» **PROBLEM TO SOLVE**:
All that should come back is the lines of the data below from the one containing "return key;" to the one containing "let path = self.document_path(&record.link);", inclusive, exactly as they stand.

---- ENTRIES PROVIDED

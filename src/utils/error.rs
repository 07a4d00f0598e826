// src/utils/error.rs
use std::time::Duration;
use thiserror::Error;

// Errors raised by the version-control fetch capability
#[derive(Error, Debug)]
pub enum CloneError {
    #[error("Failed to spawn clone process: {0}")]
    Spawn(#[source] std::io::Error),

    #[error("Clone of {link} exited with status {status:?}: {stderr}")]
    ExitStatus {
        link: String,
        status: Option<i32>,
        stderr: String,
    },

    #[error("Clone of {0} timed out after {1:?}")]
    Timeout(String, Duration),
}

// Errors raised by the page rendering capability
#[derive(Error, Debug)]
pub enum RenderError {
    #[error("Network request failed: {0}")]
    Network(#[from] reqwest::Error), // Automatically convert reqwest errors

    #[error("HTTP error {status} for {link}")]
    Http {
        link: String,
        status: reqwest::StatusCode,
    },

    #[error("Rendering {0} timed out after {1:?}")]
    Timeout(String, Duration),

    #[error("Renderer process failed for {link}: {reason}")]
    Process { link: String, reason: String },

    #[error("Rendered page for {0} was empty")]
    EmptyPage(String),
}

#[derive(Error, Debug)]
pub enum StorageError {
    #[error("I/O error: {0}")]
    IoError(#[from] std::io::Error),

    #[error("Serialization error: {0}")]
    SerializationError(String),

    #[error("Storage backend error: {0}")]
    Backend(String),
}

impl From<serde_json::Error> for StorageError {
    fn from(e: serde_json::Error) -> Self {
        StorageError::SerializationError(e.to_string())
    }
}

#[derive(Error, Debug)]
pub enum WorkspaceError {
    #[error("Failed to create workspace: {0}")]
    Create(#[source] std::io::Error),

    #[error("Failed to remove workspace {path}: {source}")]
    Cleanup {
        path: String,
        #[source]
        source: std::io::Error,
    },
}

// Everything an extractor can surface to its caller. "Already processed" is
// not here: it is a successful outcome.
#[derive(Error, Debug)]
pub enum ExtractError {
    #[error("Clone failed: {0}")]
    Clone(#[from] CloneError),

    #[error("Render failed: {0}")]
    Render(#[from] RenderError),

    #[error("Storage failed: {0}")]
    Storage(#[from] StorageError),

    #[error("Workspace failed: {0}")]
    Workspace(#[from] WorkspaceError),

    #[error("Failed to collect files: {0}")]
    Walk(String),

    #[error("Extraction task aborted: {0}")]
    Aborted(String),
}

#[derive(Error, Debug)]
pub enum AppError {
    #[error("Configuration error: {0}")]
    Config(String),

    #[error("I/O error: {0}")]
    Io(#[from] std::io::Error), // Automatically convert IO errors

    #[error("Extraction failed: {0}")]
    Extraction(#[from] ExtractError),

    #[error("Storage error: {0}")]
    Storage(#[from] StorageError),

    #[error("Render setup failed: {0}")]
    Render(#[from] RenderError),

    #[error("Data processing failed: {0}")]
    Processing(String),
}
// src/utils/logging.rs
use tracing_subscriber::{fmt, EnvFilter};

/// Sets up the logging framework using tracing_subscriber.
/// Reads log level filters from the `RUST_LOG` environment variable.
/// Defaults to "info" for this crate and "warn" for everything else.
pub fn setup_logging() {
    let filter = EnvFilter::try_from_default_env()
        .unwrap_or_else(|_| EnvFilter::new("warn,link_harvester=info"));

    fmt()
        .with_env_filter(filter)
        .with_target(false)
        .init();

    tracing::debug!("Logging setup complete.");
}
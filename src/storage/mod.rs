// src/storage/mod.rs
mod memory;

use async_trait::async_trait;
use sha2::{Digest, Sha256};
use std::fs;
use std::io::Write;
use std::path::{Path, PathBuf};

use crate::models::ExtractionResult;
use crate::utils::error::StorageError;

pub use memory::MemoryStore;

/// Document storage used by the extractors: a lookup by link and a save.
#[async_trait]
pub trait DocumentStore: Send + Sync {
    async fn find_by_link(&self, link: &str) -> Result<Option<ExtractionResult>, StorageError>;

    async fn save(&self, record: &ExtractionResult) -> Result<(), StorageError>;
}

/// Stores one JSON document per link under a base directory.
pub struct FileStore {
    base_dir: PathBuf,
}

impl FileStore {
    /// Creates a new FileStore with the specified base directory
    pub fn new<P: AsRef<Path>>(base_dir: P) -> Result<Self, StorageError> {
        let base_path = base_dir.as_ref().to_path_buf();

        // Create the base directory if it doesn't exist
        if !base_path.exists() {
            fs::create_dir_all(&base_path).map_err(StorageError::IoError)?;
        }

        Ok(Self { base_dir: base_path })
    }

    pub fn base_dir(&self) -> &Path {
        &self.base_dir
    }

    /// Path of the document holding `link`.
    fn document_path(&self, link: &str) -> PathBuf {
        self.base_dir.join(format!("{}.json", document_key(link)))
    }
}

/// Longest escaped key used as a file name before falling back to a digest.
const MAX_READABLE_KEY: usize = 128;

/// Leading part of an over-long escaped key kept in front of its digest.
const DIGEST_PREFIX_LEN: usize = 48;

/// Maps a link to a file name. Alphanumerics, '.' and '-' are kept, every other
/// byte becomes `_XX` (hex), so distinct links never share a file. Keys longer
/// than `MAX_READABLE_KEY` become a readable prefix plus the SHA-256 of the link,
/// which keeps every name well under NAME_MAX.
fn document_key(link: &str) -> String {
    let mut key = String::with_capacity(link.len());
    for byte in link.bytes() {
        match byte {
            b'a'..=b'z' | b'A'..=b'Z' | b'0'..=b'9' | b'.' | b'-' => key.push(byte as char),
            _ => key.push_str(&format!("_{:02X}", byte)),
        }
    }

    if key.len() <= MAX_READABLE_KEY {
        return key;
    }

    let mut hasher = Sha256::new();
    hasher.update(link.as_bytes());
    // Escaped keys are ASCII, so any byte offset is a char boundary.
    format!("{}-{:x}", &key[..DIGEST_PREFIX_LEN], hasher.finalize())
}

#[async_trait]
impl DocumentStore for FileStore {
    async fn find_by_link(&self, link: &str) -> Result<Option<ExtractionResult>, StorageError> {
        let path = self.document_path(link);
        let raw = match tokio::fs::read(&path).await {
            Ok(raw) => raw,
            Err(e) if e.kind() == std::io::ErrorKind::NotFound => return Ok(None),
            Err(e) => return Err(StorageError::IoError(e)),
        };

        let record: ExtractionResult = serde_json::from_slice(&raw)?;
        Ok(Some(record))
    }

    async fn save(&self, record: &ExtractionResult) -> Result<(), StorageError> {
        let path = self.document_path(&record.link);
        let body = serde_json::to_vec_pretty(record)?;

        // One temp file per save, renamed over the target once fully written.
        let base_dir = self.base_dir.clone();
        let target = path.clone();
        tokio::task::spawn_blocking(move || -> Result<(), StorageError> {
            let mut tmp = tempfile::Builder::new()
                .prefix(".saving-")
                .suffix(".tmp")
                .tempfile_in(&base_dir)?;
            tmp.write_all(&body)?;
            tmp.persist(&target).map_err(|e| StorageError::IoError(e.error))?;
            Ok(())
        })
        .await
        .map_err(|e| StorageError::Backend(format!("save task failed: {}", e)))??;

        tracing::debug!(link = %record.link, path = %path.display(), "Saved document");
        Ok(())
    }
}

#[cfg(test)]
mod tests {
    use super::*;
    use crate::models::{ContentPayload, ExtractionContext};
    use std::sync::Arc;

    fn sample(link: &str) -> ExtractionResult {
        ExtractionResult::new(
            link,
            Some("widget".to_string()),
            ContentPayload::Text("hello".to_string()),
            "github",
            &ExtractionContext::new("u-1", "Ada Lovelace"),
        )
    }

    #[test]
    fn test_document_key_is_filesystem_safe() {
        let key = document_key("https://github.com/acme/widget");
        assert!(!key.contains('/'));
        assert!(!key.contains(':'));
        assert_ne!(document_key("a-b"), document_key("a_b"));
    }

    #[tokio::test]
    async fn test_file_store_round_trip() {
        let dir = tempfile::tempdir().unwrap();
        let store = FileStore::new(dir.path().join("docs")).unwrap();

        assert!(store.find_by_link("https://github.com/acme/widget").await.unwrap().is_none());

        let record = sample("https://github.com/acme/widget");
        store.save(&record).await.unwrap();

        let found = store.find_by_link("https://github.com/acme/widget").await.unwrap();
        assert_eq!(found, Some(record));
        assert!(store.find_by_link("https://github.com/acme/other").await.unwrap().is_none());
    }

    #[tokio::test]
    async fn test_file_store_leaves_no_temp_files() {
        let dir = tempfile::tempdir().unwrap();
        let store = FileStore::new(dir.path()).unwrap();
        store.save(&sample("https://example.com/post")).await.unwrap();

        let names: Vec<String> = fs::read_dir(store.base_dir())
            .unwrap()
            .map(|e| e.unwrap().file_name().to_string_lossy().into_owned())
            .collect();
        assert_eq!(names.len(), 1);
        assert!(names[0].ends_with(".json"));
    }

    #[test]
    fn test_long_links_get_bounded_keys() {
        let base = "https://medium.com/@ada/notes-on-the-analytical-engine-3f9a2c1d";
        let long_a = format!("{}?utm_source=newsletter&utm_medium=email&utm_campaign={}&a=1", base, "x".repeat(120));
        let long_b = format!("{}?utm_source=newsletter&utm_medium=email&utm_campaign={}&a=2", base, "x".repeat(120));

        let key_a = document_key(&long_a);
        assert!(key_a.len() <= MAX_READABLE_KEY + 1 + 64);
        assert!(key_a.starts_with("https_3A_2F_2Fmedium.com"));
        assert_ne!(key_a, document_key(&long_b));
        assert_eq!(key_a, document_key(&long_a));

        assert_eq!(document_key("https://x.test/a"), "https_3A_2F_2Fx.test_2Fa");
    }

    #[tokio::test]
    async fn test_file_store_saves_links_longer_than_a_file_name() {
        let dir = tempfile::tempdir().unwrap();
        let store = FileStore::new(dir.path()).unwrap();
        let link = format!(
            "https://medium.com/@ada/notes-on-the-analytical-engine-3f9a2c1d?utm_source=newsletter&utm_medium=email&utm_campaign={}",
            "spring-digest-".repeat(15)
        );
        assert!(link.len() > 250);

        assert!(store.find_by_link(&link).await.unwrap().is_none());
        let record = sample(&link);
        store.save(&record).await.unwrap();
        assert_eq!(store.find_by_link(&link).await.unwrap(), Some(record));

        for entry in fs::read_dir(store.base_dir()).unwrap() {
            assert!(entry.unwrap().file_name().len() < 255);
        }
    }

    #[tokio::test(flavor = "multi_thread", worker_threads = 4)]
    async fn test_concurrent_saves_of_one_link_both_succeed() {
        let dir = tempfile::tempdir().unwrap();
        let store = Arc::new(FileStore::new(dir.path()).unwrap());
        let link = "https://x.test/a";

        for _ in 0..50 {
            let first = {
                let store = Arc::clone(&store);
                tokio::spawn(async move { store.save(&sample(link)).await })
            };
            let second = {
                let store = Arc::clone(&store);
                tokio::spawn(async move { store.save(&sample(link)).await })
            };
            first.await.unwrap().unwrap();
            second.await.unwrap().unwrap();
        }

        let names: Vec<String> = fs::read_dir(store.base_dir())
            .unwrap()
            .map(|e| e.unwrap().file_name().to_string_lossy().into_owned())
            .collect();
        assert_eq!(names, vec![format!("{}.json", document_key(link))]);
        assert_eq!(store.find_by_link(link).await.unwrap().unwrap().link, link);
    }

    #[tokio::test]
    async fn test_corrupt_document_is_a_serialization_error() {
        let dir = tempfile::tempdir().unwrap();
        let store = FileStore::new(dir.path()).unwrap();
        let link = "https://example.com/broken";
        fs::write(store.document_path(link), b"{not json").unwrap();

        let err = store.find_by_link(link).await.unwrap_err();
        assert!(matches!(err, StorageError::SerializationError(_)));
    }
}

--------

» **TASK RESPONSE**:
        return key;
    }

    let mut hasher = Sha256::new();
    hasher.update(link.as_bytes());
    // Escaped keys are ASCII, so any byte offset is a char boundary.
    format!("{}-{:x}", &key[..DIGEST_PREFIX_LEN], hasher.finalize())
}

#[async_trait]
impl DocumentStore for FileStore {
    async fn find_by_link(&self, link: &str) -> Result<Option<ExtractionResult>, StorageError> {
        let path = self.document_path(link);
        let raw = match tokio::fs::read(&path).await {
            Ok(raw) => raw,
            Err(e) if e.kind() == std::io::ErrorKind::NotFound => return Ok(None),
            Err(e) => return Err(StorageError::IoError(e)),
        };

        let record: ExtractionResult = serde_json::from_slice(&raw)?;
        Ok(Some(record))
    }

    async fn save(&self, record: &ExtractionResult) -> Result<(), StorageError> {
        let path = self.document_path(&record.link);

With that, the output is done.